Was kannst Du tun, dass Dein Verstand zukünftig sagt, jetzt bekomme ich immer häufiger Signale
von Gefühlen, die sagen.
Ich finde, ich lebe und bewege mich immer mehr in einem weitgehend sicheren Bereich.

@moo Vielen lieben Dank für deine netten und durchdachten Worte, du hast mir sehr geholfen!

Das in etwa hat mir mein Partner übrigens auch gesagt:

,,Wochentage, Tag und Nacht, Zeit generell sind alles letztendlich Narrative des menschlichen Geistes.''

Da habt ihr beide sehr Recht.

Ich habe gestern folgende Übungen probiert: mir ein Stoppschild vorstellen, wenn negative Gedanken auftauchen. Ich denke die Gedanken werden kleiner, wenn ich sie nicht mehr füttere. Meditation und Imaginationsübungen.
Ich denke so werden die Ängste von Tag zu Tag kleiner. Negative und destruktive, gar solche selbstzerstörerischen Gedanken sind nicht die Realität. Diese schrecklichen und angstauslösenden Gedanken habe ich mir selbst konstruiert und nun muss ich herausfinden, warum ich solche Ängste in mir erzeugen möchte und wie ich Macht über meine Gedanken haben, anstatt umgekehrt.

@Hotin Auch dir vielen lieben Dank für deine netten Worte!

Zitat von FloraFinia17:
Diese schrecklichen und angstauslösenden Gedanken habe ich mir selbst konstruiert und nun muss ich herausfinden, warum ich solche Ängste in mir erzeugen möchte

Ich glaube hier stellt sich die wichtige Frage. Konstruierst Du Deine angstauslösenden Gedanken wirlich selbst?
Vielleicht bist Du gar nicht hauptsächlich dafür verantwortlich.
Ich vermute mal, dass Du auch keine starken Ängste in Dir erzeugen möchtest.
Nach meiner Sichtweise passiert da etwas anderes.

Unsere Angst ist ein Gefühl. Gefühle tauchen mal hier und mal dort auf, meistens ohne das wir
bewusst etwas dafür tun. Gefühle steuern somit unser Leben fast ausschließlich indirekt.
Ich glaube nicht, dass Du Deine Ängste erzeugst. Ich vermute, Du kennst nur die Technik noch nicht
gut genug, wie Du mit Deinem bewussten Denken auf Gefühle, also auch Ängste beruhigend eingehen
kannst und dadurch verhindern kannst, das ein Gefühl (und nicht Dein bewusstes Denken) darüber entscheidet, ob Du Dich gut und zufrieden oder schlecht und unglücklich fühlst.

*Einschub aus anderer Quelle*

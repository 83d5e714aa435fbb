use std::path::PathBuf;
use thiserror::Error;

pub type Result<T> = std::result::Result<T, SandboxError>;

#[derive(Debug, Error)]
pub enum SandboxError {
    /// The container could not be started at all: missing image, container
    /// runtime unavailable, or the isolation policy could not be applied.
    /// Distinct from a run that started and failed.
    #[error("sandbox launch failed: {0}")]
    LaunchFailed(String),

    #[error("failed to write seccomp profile to {path}: {source}")]
    PolicyWrite {
        path: PathBuf,
        #[source]
        source: std::io::Error,
    },

    #[error("input directory not found: {0}")]
    InputMissing(PathBuf),

    #[error("output directory not found: {0}")]
    OutputMissing(PathBuf),

    #[error("io error: {0}")]
    Io(#[from] std::io::Error),
}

Ein besonders gutes Beispiel dafür ist meiner Ansicht nach die Situation, wenn wir mit jemandem
reden, der uns versucht zu beruhigen.
Wenn ein Mensch mit uns beruhigend redet, dann leiht er uns für eine gewisse Zeit sein
bewusstes D
enken.
Damit unterbricht derjenige den negativen Überdruck, mit
dem unsere Gefühle versuchen uns zu
überstimmen und zu beeinflussen.

Beispiel: Bin ich beim Arzt, beruhigt er mich. Bin ich wieder zuhause, verschwindet der beruhigende
Effekt häufig bald wieder. Das Gedankenkarussell arbeitet wieder und verunsichert unser bewusstes
Denken aufs neue..

Zitat von FloraFinia17:
und wie ich Macht über meine Gedanken haben, anstatt umgekehrt.

Macht kannst Du über Deine Gedanken dann bekommen, wenn Du nicht nur auf Deine Gefühle hörst,
sondern manchmal auch völlig unabhängig von Deinen Gefühlen entscheidest.
Möglichst danach entscheidest, ergibt es einen Sinn, wenn ich auf diese Gefühl höre?
Oder sollte ich mich lieber gegen dieses Gefühl entscheiden? Was bringt mich weiter?
Unsere Gefühle sind so etwas wie unsere Berater. Und es ist toll, wenn man Berater hat.
Aber müssen wir alles denken und machen, was uns unsere Berater erzählen?